The machine still thinks you are using the ‘Y’ axes, so it can only move within it’s ‘work area’. You are attempting to ‘rotate’ it past it’s available work area. That is the ‘slop’ error. The Ruida sometimes it tells you which axes is ‘slopping’.
It’s probably where the Y axes are set prior to the attempt to run the job…
I probably do mugs and cups more than anything, but I’ve done 3/4" acrylic tubing also…
You will develop you own ‘way of doing things’ but here’s the procedure I use and should get you started…
I set my ‘Job Origin’/‘Start From’
Rotate the Y axes to the center of it’s Y range. My Y axes will go to 344mm, so I ‘move’ to about 1/2 that or 170mm and press the ‘origin’ button as my ‘user origin’. This is the ‘center’ of the Y ‘work area’.
Because I"m starting the job from the center left of the ‘design’, I place the object in the rotary, centering where I want the design and check alignment with the ‘frame’ option.

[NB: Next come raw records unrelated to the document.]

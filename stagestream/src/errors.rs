//! Error types for stagestream.
//!
//! Errors are a small closed set of kinds. Callers branch on [`ErrorKind`]
//! rather than on message text.

use std::any::Any;
use std::fmt;
use std::sync::Arc;
use thiserror::Error;

/// Convenience alias used throughout the crate.
pub type Result<T, E = StreamError> = std::result::Result<T, E>;

/// The main error type for stream and collection operations.
#[derive(Debug, Clone, Error)]
pub enum StreamError {
    /// An index was past the end, or a cursor ran out of elements.
    #[error("index out of bounds")]
    OutOfBounds,

    /// A lookup found no qualifying element.
    #[error("element not found")]
    ElementNotFound,

    /// A map lookup found no entry for the key.
    #[error("key not found")]
    KeyNotFound,

    /// The pipeline was cancelled while a terminal operation was waiting.
    #[error("Pipeline cancelled: {0}")]
    Cancelled(String),

    /// A user callback panicked inside a stage or terminal operation.
    #[error("Stage '{stage}' panicked: {message}")]
    Panicked {
        /// The stage that recovered the panic.
        stage: String,
        /// The panic payload, rendered as text.
        message: String,
    },

    /// A stage worker thread could not be started.
    #[error("Failed to spawn stage worker: {0}")]
    Spawn(String),

    /// A caller-supplied error raised by a map function or a collaborator.
    #[error("{0}")]
    Custom(Arc<anyhow::Error>),
}

/// The kind of a [`StreamError`], comparable by identity.
#[derive(Debug, Clone, Copy, PartialEq, Eq, Hash)]
pub enum ErrorKind {
    /// See [`StreamError::OutOfBounds`].
    OutOfBounds,
    /// See [`StreamError::ElementNotFound`].
    ElementNotFound,
    /// See [`StreamError::KeyNotFound`].
    KeyNotFound,
    /// See [`StreamError::Cancelled`].
    Cancelled,
    /// See [`StreamError::Panicked`].
    Panicked,
    /// See [`StreamError::Spawn`].
    Spawn,
    /// See [`StreamError::Custom`].
    Custom,
}

impl fmt::Display for ErrorKind {
    fn fmt(&self, f: &mut fmt::Formatter<'_>) -> fmt::Result {
        match self {
            Self::OutOfBounds => write!(f, "out_of_bounds"),
            Self::ElementNotFound => write!(f, "element_not_found"),
            Self::KeyNotFound => write!(f, "key_not_found"),
            Self::Cancelled => write!(f, "cancelled"),
            Self::Panicked => write!(f, "panicked"),
            Self::Spawn => write!(f, "spawn"),
            Self::Custom => write!(f, "custom"),
        }
    }
}

impl StreamError {
    /// Wraps an arbitrary caller error.
    pub fn custom(error: impl Into<anyhow::Error>) -> Self {
        Self::Custom(Arc::new(error.into()))
    }

    /// Creates a caller error from a message.
    pub fn msg(message: impl fmt::Display + fmt::Debug + Send + Sync + 'static) -> Self {
        Self::Custom(Arc::new(anyhow::Error::msg(message)))
    }

    /// Converts a recovered panic payload into an error for `stage`.
    #[must_use]
    pub fn from_panic(stage: impl Into<String>, payload: &(dyn Any + Send)) -> Self {
        let message = if let Some(s) = payload.downcast_ref::<&str>() {
            (*s).to_string()
        } else if let Some(s) = payload.downcast_ref::<String>() {
            s.clone()
        } else {
            "non-string panic payload".to_string()
        };
        Self::Panicked {
            stage: stage.into(),
            message,
        }
    }

    /// Returns the kind of this error.
    #[must_use]
    pub const fn kind(&self) -> ErrorKind {
        match self {
            Self::OutOfBounds => ErrorKind::OutOfBounds,
            Self::ElementNotFound => ErrorKind::ElementNotFound,
            Self::KeyNotFound => ErrorKind::KeyNotFound,
            Self::Cancelled(_) => ErrorKind::Cancelled,
            Self::Panicked { .. } => ErrorKind::Panicked,
            Self::Spawn(_) => ErrorKind::Spawn,
            Self::Custom(_) => ErrorKind::Custom,
        }
    }

    /// Returns true for [`StreamError::OutOfBounds`].
    #[must_use]
    pub const fn is_out_of_bounds(&self) -> bool {
        matches!(self, Self::OutOfBounds)
    }

    /// Returns true for [`StreamError::ElementNotFound`].
    #[must_use]
    pub const fn is_not_found(&self) -> bool {
        matches!(self, Self::ElementNotFound)
    }

    /// Returns the wrapped caller error, if this is one.
    #[must_use]
    pub fn as_custom(&self) -> Option<&anyhow::Error> {
        match self {
            Self::Custom(inner) => Some(inner),
            _ => None,
        }
    }
}

impl From<anyhow::Error> for StreamError {
    fn from(err: anyhow::Error) -> Self {
        Self::Custom(Arc::new(err))
    }
}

For a mug, I put the handle straight down centering the design opposite the handle. Or with a ‘stamped’ stainless logo mug, the logo goes up and I place the design above it…
Make sense?
Don’t forget the ‘press origin’ step
When I was using a CamFive 1080K machine, our chuck rotary used a setting of 20,000 steps from the factory, so you might experiment around with that.
We tried that yesterday and it was pretty close but it did come out slightly skewed so Im going to try a little less and try again but this did help.